Artikelbilder: Wikimedia, Fotografien: © Wintergrafie, Bearbeitet von Jennifer Stramm

1 Kommentar

  1. Hervorragender Artikel, der die Facetten sehr gut beleuchtet und erklärt. Was an dieser Stelle noch fehlt ist eine Einschätzung, wie sich das tatsächliche Spiel im LARP gestaltet, bzw. gestalten kann.
    Als jemand, der seinen Charakter etwas über 10 Jahre als Söldner gespielt hat, kann ich sagen, das dieses Konzept sehr schnell an die Grenzen des konsequenten und schönen Spiels stößt.

    Auf Cons wie Mythodea noch relativ unproblematisch, weil in große Heere eingebunden und meiner Meinung nach nicht so immersiv und intensiv wie kleine Veranstaltungen, wird das Söldner Spiel auf Abenteuer Cons ganz schnell sehr schwierig und meistens sehr sehr langweilig, wenn man das konsequent verfolgt, weil es eben nicht immer einen Soldherren gibt und die SL praktisch nie Soldspiel anbietet.

    Am Anfang noch lustig und in der Gestaltung sehr frei verliert der Söldner spätestens dann an Glaubwürdigkeit und Spielspaß wenn der Charakter ein paar Jahre auf dem Buckel hat und in seinen Fähigkeiten weiter ist.
    Warum?
    Weil es auf kleinen Veranstaltungen ganz oft schlichtweg keinen Soldherren gibt. Und die Konsequenz dann ist, das man im Lager oder in der Taverne sitzt und säuft und frisst. Das ist mal lustig. Auch zweimal. Aber spätestens beim dritten Mal zuschauen, wie sich andere heldenhaft in den Kampf stürzen, während der Söldner seine Haut nur gegen Bares riskiert, wird es fade.
    Und wenn es ein erfahrener Söldner ist, wird er auch teurer. Spezialbewaffnung, Rüstung, spezielle Fähigkeiten … der Söldner wird zum Spezialisten der z.T. sehr teuer werden kann (Assassinen, Meisterdiebe, Leibwachen, Grossschwerter, Vorhut etc.)
    Ich habe am Schluss mehrere Cons mit Nichtstun verbracht, weil es keine Soldherren gab, die einen Doppelsöldner wollten oder brauchten und die SL das auch nicht in ihren Plot aufgenommen hat (ja, die wusste im Vorfeld davon).

    Wir/Ich haben dann unser Spiel geändert. Statt Söldner haben wir zum Glauben gefunden und mit dem Ordensspiel wieder genau die Motivation gehabt, uns gegen das Böse zu stellen und uns auch ohne Geld am Plot zu beteiligen.

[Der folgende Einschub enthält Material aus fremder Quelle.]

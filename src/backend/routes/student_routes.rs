/**
 * Student Route Handlers
 *
 * # Routes
 *
 * - `POST /student/register` - Registration (public)
 * - `POST /student/login` - Login, sets `studentToken` (public)
 * - `POST /student/logout` - Logout, clears `studentToken` (public)
 * - `GET /student/dashboard` - Dashboard (requires a student session)
 */

use axum::{
    middleware::from_fn_with_state,
    routing::{get, post},
    Router,
};

use crate::backend::auth::{login, logout};
use crate::backend::middleware::student_auth;
use crate::backend::server::state::AppState;
use crate::backend::students::{get_dashboard, register_student};

/// Configure student routes
///
/// # Arguments
///
/// * `state` - Application state, needed by the session middleware
///
/// # Returns
///
/// Router to be nested under `/student`
pub fn configure_student_routes(state: AppState) -> Router<AppState> {
    let protected = Router::new()
        .route("/dashboard", get(get_dashboard))
        .route_layer(from_fn_with_state(state, student_auth));

    Router::new()
        .route("/register", post(register_student))
        .route("/login", post(login))
        .route("/logout", post(logout))
        .merge(protected)
}
//! Middleware Module
//!
//! This module contains the HTTP middleware for the backend server.
//!
//! # Architecture
//!
//! - **`auth`** - Session verification for student and admin routes
//! - **`json`** - JSON body extractor whose rejections use the error envelope
//!
//! # Example
//!
//! ```rust,no_run
//! use axum::{middleware::from_fn_with_state, routing::get, Router};
//! use edudesk::backend::middleware::student_auth;
//! use edudesk::backend::AppState;
//!
//! fn protected(state: AppState) -> Router<AppState> {
//!     Router::new()
//!         .route("/dashboard", get(|| async { "ok" }))
//!         .route_layer(from_fn_with_state(state, student_auth))
//! }
//! ```

pub mod auth;
pub mod json;

pub use auth::{admin_auth, student_auth, verify_session, AuthUser, AuthenticatedUser};
pub use json::JsonBody;
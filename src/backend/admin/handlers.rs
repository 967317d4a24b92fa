/**
 * Admin Record Handlers
 *
 * CRUD over the raw records, dispatched on the `{resource}` path segment.
 * Request bodies are parsed per resource; records are returned as JSON
 * projected onto the properties visible in the matching view.
 *
 * # Routes
 *
 * - `GET    /admin/resources`                 - catalogue
 * - `GET    /admin/resources/{resource}`      - list (list view)
 * - `POST   /admin/resources/{resource}`      - create (show view)
 * - `GET    /admin/resources/{resource}/{id}` - show (show view)
 * - `PATCH  /admin/resources/{resource}/{id}` - partial update (show view)
 * - `DELETE /admin/resources/{resource}/{id}` - delete
 *
 * Unknown resources and malformed or unknown ids are 404.
 */
use axum::{
    extract::{Path, State},
    http::StatusCode,
};
use serde::{de::DeserializeOwned, Deserialize, Serialize};
use serde_json::{json, Value};
use uuid::Uuid;

use crate::backend::admin::resources::{catalogue, Resource, ResourceInfo, View};
use crate::backend::auth::passwords::hash_password;
use crate::backend::error::BackendError;
use crate::backend::middleware::auth::AuthUser;
use crate::backend::middleware::JsonBody;
use crate::backend::server::state::AppState;
use crate::backend::store::{
    AttendanceChanges, MarksChanges, NewAttendance, NewMarks, NewStudent, NewTeacher, NewUser,
    Role, StudentChanges, TeacherChanges, UserChanges,
};
use crate::shared::ApiResponse;

/// Body of `POST /admin/resources/users`
#[derive(Debug, Deserialize)]
#[serde(rename_all = "camelCase")]
struct CreateUserRequest {
    name: String,
    email: String,
    password: String,
    #[serde(default)]
    role: Option<Role>,
}

/// Body of `PATCH /admin/resources/users/{id}`
#[derive(Debug, Default, Deserialize)]
#[serde(rename_all = "camelCase", default)]
struct UpdateUserRequest {
    name: Option<String>,
    email: Option<String>,
    password: Option<String>,
    role: Option<Role>,
}

/// Body of `POST /admin/resources/students`
#[derive(Debug, Deserialize)]
#[serde(rename_all = "camelCase")]
struct CreateStudentRequest {
    user_id: Uuid,
    #[serde(flatten)]
    profile: NewStudent,
}

fn resource(segment: &str) -> Result<Resource, BackendError> {
    Resource::from_path(segment).ok_or_else(|| BackendError::not_found("Resource"))
}

fn record_id(segment: &str) -> Result<Uuid, BackendError> {
    Uuid::parse_str(segment).map_err(|_| BackendError::not_found("Record"))
}

fn parse_body<T: DeserializeOwned>(body: Value) -> Result<T, BackendError> {
    serde_json::from_value(body).map_err(|e| BackendError::validation(e.to_string()))
}

fn require_non_empty(field: &str, value: &str) -> Result<(), BackendError> {
    if value.trim().is_empty() {
        return Err(BackendError::validation(format!("{field} is required")));
    }
    Ok(())
}

fn project<T: Serialize>(resource: Resource, view: View, record: T) -> Result<Value, BackendError> {
    Ok(resource.project(view, serde_json::to_value(record)?))
}

fn project_all<T: Serialize>(
    resource: Resource,
    records: Vec<T>,
) -> Result<Vec<Value>, BackendError> {
    records
        .into_iter()
        .map(|record| project(resource, View::List, record))
        .collect()
}

/// Project an optional record, mapping `None` to 404
fn found<T: Serialize>(resource: Resource, record: Option<T>) -> Result<Value, BackendError> {
    let record = record.ok_or_else(|| BackendError::not_found("Record"))?;
    project(resource, View::Show, record)
}

/// Resource catalogue
pub async fn list_resources(
    AuthUser(admin): AuthUser,
) -> ApiResponse<Vec<ResourceInfo>> {
    tracing::debug!("Catalogue requested by {}", admin.email);
    ApiResponse::new(StatusCode::OK.as_u16(), catalogue(), "Resources fetched")
}

/// List every record of a resource
pub async fn list_records(
    State(state): State<AppState>,
    Path(segment): Path<String>,
) -> Result<ApiResponse<Vec<Value>>, BackendError> {
    let resource = resource(&segment)?;
    let store = state.store.as_ref();

    let records = match resource {
        Resource::Users => project_all(resource, store.list_users().await?)?,
        Resource::Students => project_all(resource, store.list_students().await?)?,
        Resource::Teachers => project_all(resource, store.list_teachers().await?)?,
        Resource::Attendance => project_all(resource, store.list_attendance().await?)?,
        Resource::Marks => project_all(resource, store.list_marks().await?)?,
    };

    Ok(ApiResponse::new(StatusCode::OK.as_u16(), records, "Records fetched"))
}

/// Create a record
///
/// User passwords are hashed before storage; new users default to the
/// `student` role.
pub async fn create_record(
    State(state): State<AppState>,
    AuthUser(admin): AuthUser,
    Path(segment): Path<String>,
    JsonBody(body): JsonBody<Value>,
) -> Result<ApiResponse<Value>, BackendError> {
    let resource = resource(&segment)?;
    let store = state.store.as_ref();

    let record = match resource {
        Resource::Users => {
            let request: CreateUserRequest = parse_body(body)?;
            require_non_empty("name", &request.name)?;
            require_non_empty("email", &request.email)?;
            require_non_empty("password", &request.password)?;
            let user = NewUser {
                name: request.name,
                email: request.email,
                password_hash: hash_password(&request.password, state.config.bcrypt_cost)?,
                role: request.role.unwrap_or(Role::Student),
            };
            project(resource, View::Show, store.create_user(user).await?)?
        }
        Resource::Students => {
            let request: CreateStudentRequest = parse_body(body)?;
            require_non_empty("className", &request.profile.class_name)?;
            require_non_empty("rollNumber", &request.profile.roll_number)?;
            let student = store.create_student(request.user_id, request.profile).await?;
            project(resource, View::Show, student)?
        }
        Resource::Teachers => {
            let teacher: NewTeacher = parse_body(body)?;
            require_non_empty("subject", &teacher.subject)?;
            project(resource, View::Show, store.create_teacher(teacher).await?)?
        }
        Resource::Attendance => {
            let attendance: NewAttendance = parse_body(body)?;
            project(resource, View::Show, store.record_attendance(attendance).await?)?
        }
        Resource::Marks => {
            let marks: NewMarks = parse_body(body)?;
            project(resource, View::Show, store.record_marks(marks).await?)?
        }
    };

    tracing::info!("{} created a {} record", admin.email, resource.name());
    Ok(ApiResponse::new(StatusCode::CREATED.as_u16(), record, "Record created"))
}

/// Show a single record
pub async fn show_record(
    State(state): State<AppState>,
    Path((segment, id)): Path<(String, String)>,
) -> Result<ApiResponse<Value>, BackendError> {
    let resource = resource(&segment)?;
    let id = record_id(&id)?;
    let store = state.store.as_ref();

    let record = match resource {
        Resource::Users => found(resource, store.find_user(id).await?)?,
        Resource::Students => found(resource, store.find_student(id).await?)?,
        Resource::Teachers => found(resource, store.find_teacher(id).await?)?,
        Resource::Attendance => found(resource, store.find_attendance(id).await?)?,
        Resource::Marks => found(resource, store.find_marks(id).await?)?,
    };

    Ok(ApiResponse::new(StatusCode::OK.as_u16(), record, "Record fetched"))
}

/// Partially update a record; absent fields are left unchanged
pub async fn update_record(
    State(state): State<AppState>,
    AuthUser(admin): AuthUser,
    Path((segment, id)): Path<(String, String)>,
    JsonBody(body): JsonBody<Value>,
) -> Result<ApiResponse<Value>, BackendError> {
    let resource = resource(&segment)?;
    let id = record_id(&id)?;
    let store = state.store.as_ref();

    let record = match resource {
        Resource::Users => {
            let request: UpdateUserRequest = parse_body(body)?;
            let password_hash = match request.password.as_deref() {
                Some(password) => {
                    require_non_empty("password", password)?;
                    Some(hash_password(password, state.config.bcrypt_cost)?)
                }
                None => None,
            };
            let changes = UserChanges {
                name: request.name,
                email: request.email,
                password_hash,
                role: request.role,
            };
            found(resource, store.update_user(id, changes).await?)?
        }
        Resource::Students => {
            let changes: StudentChanges = parse_body(body)?;
            found(resource, store.update_student(id, changes).await?)?
        }
        Resource::Teachers => {
            let changes: TeacherChanges = parse_body(body)?;
            found(resource, store.update_teacher(id, changes).await?)?
        }
        Resource::Attendance => {
            let changes: AttendanceChanges = parse_body(body)?;
            found(resource, store.update_attendance(id, changes).await?)?
        }
        Resource::Marks => {
            let changes: MarksChanges = parse_body(body)?;
            found(resource, store.update_marks(id, changes).await?)?
        }
    };

    tracing::info!("{} updated {} {}", admin.email, resource.name(), id);
    Ok(ApiResponse::new(StatusCode::OK.as_u16(), record, "Record updated"))
}

/// Delete a record
///
/// Deleting a user removes its profiles; deleting a student removes its
/// attendance and marks.
pub async fn delete_record(
    State(state): State<AppState>,
    AuthUser(admin): AuthUser,
    Path((segment, id)): Path<(String, String)>,
) -> Result<ApiResponse<Value>, BackendError> {
    let resource = resource(&segment)?;
    let id = record_id(&id)?;
    let store = state.store.as_ref();

    let deleted = match resource {
        Resource::Users => store.delete_user(id).await?,
        Resource::Students => store.delete_student(id).await?,
        Resource::Teachers => store.delete_teacher(id).await?,
        Resource::Attendance => store.delete_attendance(id).await?,
        Resource::Marks => store.delete_marks(id).await?,
    };
    if !deleted {
        return Err(BackendError::not_found("Record"));
    }

    tracing::info!("{} deleted {} {}", admin.email, resource.name(), id);
    Ok(ApiResponse::new(
        StatusCode::OK.as_u16(),
        json!({ "id": id }),
        "Record deleted",
    ))
}
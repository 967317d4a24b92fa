/**
 * Admin Seeding Tool
 *
 * Creates an admin account in the configured database.
 *
 * Defaults to "Super Admin" / admin@gmail.com / admin123; override with
 * `ADMIN_NAME`, `ADMIN_EMAIL` and `ADMIN_PASSWORD`.
 *
 * Run with: cargo run --bin create-admin
 */

use edudesk::backend::auth::passwords::hash_password;
use edudesk::backend::server::load_store;
use edudesk::backend::store::{NewUser, Role, Store, StoreError};
use edudesk::shared::AppConfig;
use tracing_subscriber::EnvFilter;

const DEFAULT_NAME: &str = "Super Admin";
const DEFAULT_EMAIL: &str = "admin@gmail.com";
const DEFAULT_PASSWORD: &str = "admin123";

#[tokio::main]
async fn main() -> Result<(), Box<dyn std::error::Error>> {
    dotenv::dotenv().ok();

    let env_filter = EnvFilter::try_from_default_env().unwrap_or_else(|_| EnvFilter::new("info"));
    tracing_subscriber::fmt().with_env_filter(env_filter).init();

    let config = AppConfig::from_env()?;
    let store = load_store(&config).await?;

    let name = std::env::var("ADMIN_NAME").unwrap_or_else(|_| DEFAULT_NAME.to_string());
    let email = std::env::var("ADMIN_EMAIL").unwrap_or_else(|_| DEFAULT_EMAIL.to_string());
    let password =
        std::env::var("ADMIN_PASSWORD").unwrap_or_else(|_| DEFAULT_PASSWORD.to_string());

    let admin = NewUser {
        name,
        email: email.clone(),
        password_hash: hash_password(&password, config.bcrypt_cost)?,
        role: Role::Admin,
    };

    match store.create_user(admin).await {
        Ok(user) => {
            tracing::info!("Admin created: {} ({})", user.email, user.id);
            Ok(())
        }
        Err(StoreError::DuplicateEmail) => {
            tracing::error!("A user with email {} already exists", email);
            std::process::exit(1);
        }
        Err(e) => Err(e.into()),
    }
}
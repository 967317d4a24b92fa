/**
 * EduDesk Server Entry Point
 *
 * This is the main entry point for the EduDesk backend server.
 * It loads configuration, connects the PostgreSQL store, runs migrations
 * and serves the Axum application.
 */

use edudesk::backend::server::{create_app, load_store, AppState};
use edudesk::shared::AppConfig;
use tracing_subscriber::EnvFilter;

#[tokio::main]
async fn main() -> Result<(), Box<dyn std::error::Error>> {
    // Load environment variables from .env file if present
    dotenv::dotenv().ok();

    // Initialize tracing, INFO unless RUST_LOG says otherwise
    let env_filter = EnvFilter::try_from_default_env().unwrap_or_else(|_| EnvFilter::new("info"));
    tracing_subscriber::fmt().with_env_filter(env_filter).init();

    tracing::info!("Server initialization started");

    let config = AppConfig::from_env()?;
    let store = load_store(&config).await?;

    let addr = std::net::SocketAddr::from(([0, 0, 0, 0], config.port));
    let app = create_app(AppState::new(config, store));

    let listener = tokio::net::TcpListener::bind(addr).await?;
    tracing::info!("Server running on port {}", addr.port());
    axum::serve(listener, app).await?;

    Ok(())
}
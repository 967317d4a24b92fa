/**
 * Authentication Middleware
 *
 * This module provides middleware for protecting routes that require a
 * session. It reads the session token from a cookie, verifies it, checks
 * the role required by the route and re-fetches the user so handlers see
 * the current record.
 *
 * # Outcomes
 *
 * - No cookie, bad signature, expired token or deleted user → 401
 * - Valid token with another role → 403
 * - Otherwise `AuthenticatedUser` is attached to the request extensions
 */

use axum::{
    extract::{FromRequestParts, Request, State},
    http::{request::Parts, HeaderMap},
    middleware::Next,
    response::Response,
};
use serde::Serialize;
use uuid::Uuid;

use crate::backend::auth::cookies::{extract_cookie, ADMIN_COOKIE, STUDENT_COOKIE};
use crate::backend::error::BackendError;
use crate::backend::server::state::AppState;
use crate::backend::store::{Role, User};

/// Identity attached to authenticated requests (no password hash)
#[derive(Clone, Debug, Serialize)]
pub struct AuthenticatedUser {
    pub id: Uuid,
    pub name: String,
    pub email: String,
    pub role: Role,
}

impl From<User> for AuthenticatedUser {
    fn from(user: User) -> Self {
        Self {
            id: user.id,
            name: user.name,
            email: user.email,
            role: user.role,
        }
    }
}

/// Resolve the session held in cookie `cookie_name`
///
/// # Arguments
///
/// * `state` - Application state (session keys and store)
/// * `headers` - Request headers
/// * `cookie_name` - Cookie carrying the token
/// * `role` - Role the route requires
///
/// # Returns
///
/// The current user, or `Unauthorized` / `Forbidden`
pub async fn verify_session(
    state: &AppState,
    headers: &HeaderMap,
    cookie_name: &str,
    role: Role,
) -> Result<AuthenticatedUser, BackendError> {
    let token = extract_cookie(headers, cookie_name).ok_or_else(|| {
        tracing::warn!("Missing {} cookie", cookie_name);
        BackendError::Unauthorized
    })?;

    let claims = state.sessions.verify(&token).map_err(|e| {
        tracing::warn!("Invalid session token: {}", e);
        BackendError::Unauthorized
    })?;

    if claims.role != role {
        tracing::warn!("Session role {} rejected, {} required", claims.role, role);
        return Err(BackendError::Forbidden);
    }

    let user_id = claims.user_id().ok_or_else(|| {
        tracing::warn!("Invalid user ID in token: {}", claims.sub);
        BackendError::Unauthorized
    })?;

    let user = state.store.find_user(user_id).await?.ok_or_else(|| {
        tracing::warn!("Session user {} no longer exists", user_id);
        BackendError::Unauthorized
    })?;

    Ok(user.into())
}

/// Gate for student routes (`studentToken`, role `student`)
pub async fn student_auth(
    State(state): State<AppState>,
    mut request: Request,
    next: Next,
) -> Result<Response, BackendError> {
    let user = verify_session(&state, request.headers(), STUDENT_COOKIE, Role::Student).await?;
    request.extensions_mut().insert(user);
    Ok(next.run(request).await)
}

/// Gate for admin routes (`adminSession`, role `admin`)
pub async fn admin_auth(
    State(state): State<AppState>,
    mut request: Request,
    next: Next,
) -> Result<Response, BackendError> {
    let user = verify_session(&state, request.headers(), ADMIN_COOKIE, Role::Admin).await?;
    request.extensions_mut().insert(user);
    Ok(next.run(request).await)
}

/// Axum extractor for the authenticated user
///
/// Only valid behind `student_auth` or `admin_auth`.
#[derive(Clone, Debug)]
pub struct AuthUser(pub AuthenticatedUser);

impl<S: Send + Sync> FromRequestParts<S> for AuthUser {
    type Rejection = BackendError;

    async fn from_request_parts(parts: &mut Parts, _state: &S) -> Result<Self, Self::Rejection> {
        let user = parts
            .extensions
            .get::<AuthenticatedUser>()
            .cloned()
            .ok_or_else(|| {
                tracing::warn!("AuthenticatedUser not found in request extensions");
                BackendError::Unauthorized
            })?;

        Ok(AuthUser(user))
    }
}
/**
 * Record Models
 *
 * Row types for the five record kinds kept by the store, the payloads used
 * to create them and the partial-update payloads used by the admin surface.
 *
 * Row types derive `sqlx::FromRow` so `PgStore` can map query results
 * directly. Enumerated columns (`role`, `status`) are stored as text and
 * converted on read through `TryFrom<String>`.
 *
 * Password hashes are never serialized.
 */

use chrono::{DateTime, Utc};
use serde::{Deserialize, Serialize};
use std::fmt;
use std::str::FromStr;
use thiserror::Error;
use uuid::Uuid;

/// Account role
#[derive(Debug, Clone, Copy, PartialEq, Eq, Hash, Serialize, Deserialize)]
#[serde(rename_all = "lowercase")]
pub enum Role {
    Student,
    Teacher,
    Admin,
}

impl Role {
    pub fn as_str(&self) -> &'static str {
        match self {
            Role::Student => "student",
            Role::Teacher => "teacher",
            Role::Admin => "admin",
        }
    }
}

impl fmt::Display for Role {
    fn fmt(&self, f: &mut fmt::Formatter<'_>) -> fmt::Result {
        f.write_str(self.as_str())
    }
}

/// A text column held a value outside its enumeration
#[derive(Debug, Error)]
#[error("unknown {kind}: {value:?}")]
pub struct UnknownVariant {
    kind: &'static str,
    value: String,
}

impl FromStr for Role {
    type Err = UnknownVariant;

    fn from_str(s: &str) -> Result<Self, Self::Err> {
        match s {
            "student" => Ok(Role::Student),
            "teacher" => Ok(Role::Teacher),
            "admin" => Ok(Role::Admin),
            other => Err(UnknownVariant {
                kind: "role",
                value: other.to_string(),
            }),
        }
    }
}

impl TryFrom<String> for Role {
    type Error = UnknownVariant;

    fn try_from(value: String) -> Result<Self, Self::Error> {
        value.parse()
    }
}

/// Attendance mark for one day
#[derive(Debug, Clone, Copy, PartialEq, Eq, Serialize, Deserialize)]
#[serde(rename_all = "lowercase")]
pub enum AttendanceStatus {
    Present,
    Absent,
}

impl AttendanceStatus {
    pub fn as_str(&self) -> &'static str {
        match self {
            AttendanceStatus::Present => "present",
            AttendanceStatus::Absent => "absent",
        }
    }
}

impl FromStr for AttendanceStatus {
    type Err = UnknownVariant;

    fn from_str(s: &str) -> Result<Self, Self::Err> {
        match s {
            "present" => Ok(AttendanceStatus::Present),
            "absent" => Ok(AttendanceStatus::Absent),
            other => Err(UnknownVariant {
                kind: "attendance status",
                value: other.to_string(),
            }),
        }
    }
}

impl TryFrom<String> for AttendanceStatus {
    type Error = UnknownVariant;

    fn try_from(value: String) -> Result<Self, Self::Error> {
        value.parse()
    }
}

/// User account
#[derive(Debug, Clone, Serialize, sqlx::FromRow)]
#[serde(rename_all = "camelCase")]
pub struct User {
    pub id: Uuid,
    pub name: String,
    /// Unique across all users
    pub email: String,
    /// bcrypt hash, never serialized
    #[serde(skip_serializing)]
    pub password_hash: String,
    #[sqlx(try_from = "String")]
    pub role: Role,
    pub created_at: DateTime<Utc>,
    pub updated_at: DateTime<Utc>,
}

/// Student profile, one per student user
#[derive(Debug, Clone, Serialize, sqlx::FromRow)]
#[serde(rename_all = "camelCase")]
pub struct Student {
    pub id: Uuid,
    pub user_id: Uuid,
    pub class_name: String,
    pub section: Option<String>,
    pub roll_number: String,
    pub parent_name: Option<String>,
    pub contact_number: Option<String>,
    pub created_at: DateTime<Utc>,
    pub updated_at: DateTime<Utc>,
}

/// Teacher profile, one per teacher user
#[derive(Debug, Clone, Serialize, sqlx::FromRow)]
#[serde(rename_all = "camelCase")]
pub struct Teacher {
    pub id: Uuid,
    pub user_id: Uuid,
    pub subject: String,
    pub qualification: Option<String>,
    pub experience_years: Option<i32>,
    pub salary: Option<f64>,
    pub created_at: DateTime<Utc>,
    pub updated_at: DateTime<Utc>,
}

/// Attendance record. `student_id` is the student profile id.
#[derive(Debug, Clone, Serialize, sqlx::FromRow)]
#[serde(rename_all = "camelCase")]
pub struct Attendance {
    pub id: Uuid,
    pub student_id: Uuid,
    pub date: DateTime<Utc>,
    #[sqlx(try_from = "String")]
    pub status: AttendanceStatus,
}

/// Marks record. `student_id` is the student profile id.
#[derive(Debug, Clone, Serialize, sqlx::FromRow)]
#[serde(rename_all = "camelCase")]
pub struct Marks {
    pub id: Uuid,
    pub student_id: Uuid,
    pub marks_obtained: i32,
    pub total_marks: i32,
}

/// New user; the password is already hashed
#[derive(Debug, Clone)]
pub struct NewUser {
    pub name: String,
    pub email: String,
    pub password_hash: String,
    pub role: Role,
}

/// New student profile; the owning user is passed separately
#[derive(Debug, Clone, Deserialize)]
#[serde(rename_all = "camelCase")]
pub struct NewStudent {
    pub class_name: String,
    #[serde(default)]
    pub section: Option<String>,
    pub roll_number: String,
    #[serde(default)]
    pub parent_name: Option<String>,
    #[serde(default)]
    pub contact_number: Option<String>,
}

#[derive(Debug, Clone, Deserialize)]
#[serde(rename_all = "camelCase")]
pub struct NewTeacher {
    pub user_id: Uuid,
    pub subject: String,
    #[serde(default)]
    pub qualification: Option<String>,
    #[serde(default)]
    pub experience_years: Option<i32>,
    #[serde(default)]
    pub salary: Option<f64>,
}

#[derive(Debug, Clone, Deserialize)]
#[serde(rename_all = "camelCase")]
pub struct NewAttendance {
    pub student_id: Uuid,
    /// Defaults to the time of insertion
    #[serde(default)]
    pub date: Option<DateTime<Utc>>,
    pub status: AttendanceStatus,
}

#[derive(Debug, Clone, Deserialize)]
#[serde(rename_all = "camelCase")]
pub struct NewMarks {
    pub student_id: Uuid,
    pub marks_obtained: i32,
    pub total_marks: i32,
}

/// Partial update of a user; `None` leaves the column untouched
#[derive(Debug, Clone, Default)]
pub struct UserChanges {
    pub name: Option<String>,
    pub email: Option<String>,
    pub password_hash: Option<String>,
    pub role: Option<Role>,
}

#[derive(Debug, Clone, Default, Deserialize)]
#[serde(rename_all = "camelCase", default)]
pub struct StudentChanges {
    pub class_name: Option<String>,
    pub section: Option<String>,
    pub roll_number: Option<String>,
    pub parent_name: Option<String>,
    pub contact_number: Option<String>,
}

#[derive(Debug, Clone, Default, Deserialize)]
#[serde(rename_all = "camelCase", default)]
pub struct TeacherChanges {
    pub subject: Option<String>,
    pub qualification: Option<String>,
    pub experience_years: Option<i32>,
    pub salary: Option<f64>,
}

#[derive(Debug, Clone, Default, Deserialize)]
#[serde(rename_all = "camelCase", default)]
pub struct AttendanceChanges {
    pub date: Option<DateTime<Utc>>,
    pub status: Option<AttendanceStatus>,
}

#[derive(Debug, Clone, Default, Deserialize)]
#[serde(rename_all = "camelCase", default)]
pub struct MarksChanges {
    pub marks_obtained: Option<i32>,
    pub total_marks: Option<i32>,
}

    Bevor man sich also zum Söldner entschließt, sollte man genau in sich hineinhören und sich fragen, wie man sein Spiel gestalten will, ob man kontrovers auftreten will und wie man seinen Spielspaß generieren will.
    Und man sollte sich immer eine Hintertür einbauen, wie man aus dem Söldnerspiel wieder herauskommt, um auch dauerhaft Spaß am Spiel zu haben.
    Für mich gehörten die letzten zwei Jahre Söldnerspiel mit zum langweiligsten Teil meiner LARP Zeit, im Gegenzug gehörten Teile der ersten fünf Jahre mit zum Besten, was ich im LARP erlebt habe und waren eine verdammt gute Zeit.